Stored items from a collection
-=-=-
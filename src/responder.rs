//! 참조 응답자 (서버측)
//!
//! 메모리에 올린 파일로 목록/크기/범위 요청에 응답.
//! 손실 시뮬레이션용 드롭 필터와 무작위 손실률 지원

use std::net::SocketAddr;
use std::sync::atomic::{AtomicU64, Ordering};
use std::sync::Arc;

use bytes::Bytes;
use rand::Rng;
use tokio::net::UdpSocket;
use tokio::task::JoinHandle;
use tracing::{debug, warn};

use crate::packet::{self, FileEntry, PacketHeader, RequestKind};
use crate::Result;

/// 알 수 없는 파일 ID
pub const ERR_UNKNOWN_FILE: u8 = 101;

/// 지원하지 않는 요청 종류
pub const ERR_UNSUPPORTED: u8 = 102;

/// 응답자가 보관하는 파일
#[derive(Debug, Clone)]
pub struct HostedFile {
    pub id: u8,
    pub name: String,
    pub data: Bytes,
}

impl HostedFile {
    pub fn new(id: u8, name: impl Into<String>, data: impl Into<Bytes>) -> Self {
        Self {
            id,
            name: name.into(),
            data: data.into(),
        }
    }
}

/// 요청 헤더를 보고 응답을 버릴지 결정
pub type DropFilter = Arc<dyn Fn(&PacketHeader) -> bool + Send + Sync>;

/// 참조 응답자
pub struct Responder {
    files: Vec<HostedFile>,
    drop_filter: Option<DropFilter>,
    loss_rate: f64,
    served: AtomicU64,
    dropped: AtomicU64,
}

impl Responder {
    pub fn new(files: Vec<HostedFile>) -> Self {
        Self {
            files,
            drop_filter: None,
            loss_rate: 0.0,
            served: AtomicU64::new(0),
            dropped: AtomicU64::new(0),
        }
    }

    /// 드롭 필터 설정 (true면 응답 버림)
    pub fn with_drop_filter(
        mut self,
        filter: impl Fn(&PacketHeader) -> bool + Send + Sync + 'static,
    ) -> Self {
        self.drop_filter = Some(Arc::new(filter));
        self
    }

    /// 무작위 응답 손실률 (0.0 ~ 1.0)
    pub fn with_loss_rate(mut self, loss_rate: f64) -> Self {
        self.loss_rate = loss_rate.clamp(0.0, 1.0);
        self
    }

    fn file(&self, id: u8) -> Option<&HostedFile> {
        self.files.iter().find(|f| f.id == id)
    }

    /// 요청 하나에 대한 응답 생성. 10바이트 미만 요청은 무시
    pub fn handle(&self, request: &[u8]) -> Result<Option<Vec<u8>>> {
        let Ok(request) = packet::decode(request) else {
            return Ok(None);
        };
        let header = request.header;

        let response = match header.request_kind() {
            Some(RequestKind::ListFiles) => {
                let entries: Vec<FileEntry> = self
                    .files
                    .iter()
                    .map(|f| FileEntry::new(f.id, f.name.clone()))
                    .collect();
                let reply = PacketHeader::new(header.kind, entries.len() as u8, 0, 0);
                packet::encode(&reply, &packet::encode_catalog(&entries))?
            }
            Some(RequestKind::GetFileSize) => match self.file(header.file_id) {
                Some(file) => {
                    let reply = PacketHeader::file_size(file.id);
                    packet::encode(&reply, &packet::encode_size(file.data.len() as u32))?
                }
                None => error_reply(ERR_UNKNOWN_FILE, header.file_id)?,
            },
            Some(RequestKind::GetRange) => match self.file(header.file_id) {
                Some(file) => {
                    let len = file.data.len();
                    let start = (header.range_start as usize).min(len);
                    let end = (header.range_end as usize).saturating_add(1).clamp(start, len);
                    let reply =
                        PacketHeader::range(file.id, header.range_start, header.range_end);
                    packet::encode(&reply, &file.data[start..end])?
                }
                None => error_reply(ERR_UNKNOWN_FILE, header.file_id)?,
            },
            None => error_reply(ERR_UNSUPPORTED, header.file_id)?,
        };

        if self.should_drop(&header) {
            self.dropped.fetch_add(1, Ordering::Relaxed);
            debug!("응답 드롭: {:?}", header);
            return Ok(None);
        }

        self.served.fetch_add(1, Ordering::Relaxed);
        Ok(Some(response))
    }

    fn should_drop(&self, header: &PacketHeader) -> bool {
        if let Some(filter) = &self.drop_filter {
            if filter(header) {
                return true;
            }
        }
        self.loss_rate > 0.0 && rand::thread_rng().gen_bool(self.loss_rate)
    }

    /// 보낸 응답 수
    pub fn served(&self) -> u64 {
        self.served.load(Ordering::Relaxed)
    }

    /// 버린 응답 수
    pub fn dropped(&self) -> u64 {
        self.dropped.load(Ordering::Relaxed)
    }

    /// 소켓에서 요청을 계속 처리
    pub async fn serve(self: Arc<Self>, socket: UdpSocket) -> Result<()> {
        let mut buf = vec![0u8; 65535];

        loop {
            let (len, addr) = match socket.recv_from(&mut buf).await {
                Ok(received) => received,
                Err(e) => {
                    warn!("수신 에러: {}", e);
                    continue;
                }
            };

            match self.handle(&buf[..len]) {
                Ok(Some(response)) => {
                    if let Err(e) = socket.send_to(&response, addr).await {
                        warn!("송신 에러 ({}): {}", addr, e);
                    }
                }
                Ok(None) => {}
                Err(e) => warn!("응답 생성 실패: {}", e),
            }
        }
    }

    /// 주소에 바인드하고 백그라운드 태스크로 실행
    pub async fn spawn(
        self,
        bind_addr: SocketAddr,
    ) -> Result<(SocketAddr, Arc<Self>, JoinHandle<Result<()>>)> {
        let socket = UdpSocket::bind(bind_addr).await?;
        let local_addr = socket.local_addr()?;
        let responder = Arc::new(self);
        let handle = tokio::spawn(responder.clone().serve(socket));
        Ok((local_addr, responder, handle))
    }
}

fn error_reply(code: u8, file_id: u8) -> Result<Vec<u8>> {
    packet::encode(&PacketHeader::new(code, file_id, 0, 0), &[])
}

#[cfg(test)]
mod tests {
    use super::*;

    fn responder() -> Responder {
        Responder::new(vec![
            HostedFile::new(1, "odev.txt", vec![b'A'; 5000]),
            HostedFile::new(2, "digits.bin", (0u8..10).collect::<Vec<_>>()),
        ])
    }

    fn request(header: PacketHeader) -> Vec<u8> {
        packet::encode(&header, &[]).unwrap()
    }

    #[test]
    fn test_list_files() {
        let raw = responder()
            .handle(&request(PacketHeader::list_files()))
            .unwrap()
            .unwrap();
        let reply = packet::decode(&raw).unwrap();

        assert_eq!(reply.header.kind, 1);
        assert_eq!(reply.header.file_id, 2);
        assert_eq!(
            packet::decode_catalog(reply.header.file_id, reply.payload),
            vec![FileEntry::new(1, "odev.txt"), FileEntry::new(2, "digits.bin")]
        );
    }

    #[test]
    fn test_file_size() {
        let r = responder();
        let raw = r.handle(&request(PacketHeader::file_size(1))).unwrap().unwrap();
        let reply = packet::decode(&raw).unwrap();
        assert_eq!(reply.header.kind, 2);
        assert_eq!(reply.header.file_id, 1);
        assert_eq!(packet::decode_size(reply.payload), Some(5000));

        let raw = r.handle(&request(PacketHeader::file_size(9))).unwrap().unwrap();
        assert_eq!(packet::decode(&raw).unwrap().header.kind, ERR_UNKNOWN_FILE);
    }

    #[test]
    fn test_range_is_clipped() {
        let r = responder();

        let raw = r.handle(&request(PacketHeader::range(2, 3, 5))).unwrap().unwrap();
        let reply = packet::decode(&raw).unwrap();
        assert_eq!(reply.header, PacketHeader::range(2, 3, 5));
        assert_eq!(reply.payload, &[3, 4, 5]);

        // 파일 끝을 넘는 범위
        let raw = r.handle(&request(PacketHeader::range(2, 8, 20))).unwrap().unwrap();
        assert_eq!(packet::decode(&raw).unwrap().payload, &[8, 9]);

        let raw = r.handle(&request(PacketHeader::range(2, 50, 60))).unwrap().unwrap();
        assert!(packet::decode(&raw).unwrap().payload.is_empty());

        let raw = r
            .handle(&request(PacketHeader::range(2, 0, u32::MAX)))
            .unwrap()
            .unwrap();
        assert_eq!(packet::decode(&raw).unwrap().payload.len(), 10);
    }

    #[test]
    fn test_bad_requests() {
        let r = responder();
        assert!(r.handle(&[3, 1, 0]).unwrap().is_none());

        let raw = r
            .handle(&request(PacketHeader::new(42, 1, 0, 0)))
            .unwrap()
            .unwrap();
        assert_eq!(packet::decode(&raw).unwrap().header.kind, ERR_UNSUPPORTED);
    }

    #[test]
    fn test_drop_filter() {
        let r = responder().with_drop_filter(|h| h.kind == 3 && h.range_start == 0);

        assert!(r.handle(&request(PacketHeader::range(1, 0, 9))).unwrap().is_none());
        assert!(r.handle(&request(PacketHeader::range(1, 10, 19))).unwrap().is_some());
        assert_eq!(r.dropped(), 1);
        assert_eq!(r.served(), 1);
    }

    #[test]
    fn test_full_loss_rate() {
        let r = responder().with_loss_rate(1.0);
        assert!(r.handle(&request(PacketHeader::list_files())).unwrap().is_none());
    }
}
-=-=-
Return, line for line and unchanged, the data from its first line through the line containing "지원하지 않는 요청 종류".

» Output:
filename src/responder.rs
//! 참조 응답자 (서버측)
//!
//! 메모리에 올린 파일로 목록/크기/범위 요청에 응답.
//! 손실 시뮬레이션용 드롭 필터와 무작위 손실률 지원

use std::net::SocketAddr;
use std::sync::atomic::{AtomicU64, Ordering};
use std::sync::Arc;

use bytes::Bytes;
use rand::Rng;
use tokio::net::UdpSocket;
use tokio::task::JoinHandle;
use tracing::{debug, warn};

use crate::packet::{self, FileEntry, PacketHeader, RequestKind};
use crate::Result;

/// 알 수 없는 파일 ID
pub const ERR_UNKNOWN_FILE: u8 = 101;

/// 지원하지 않는 요청 종류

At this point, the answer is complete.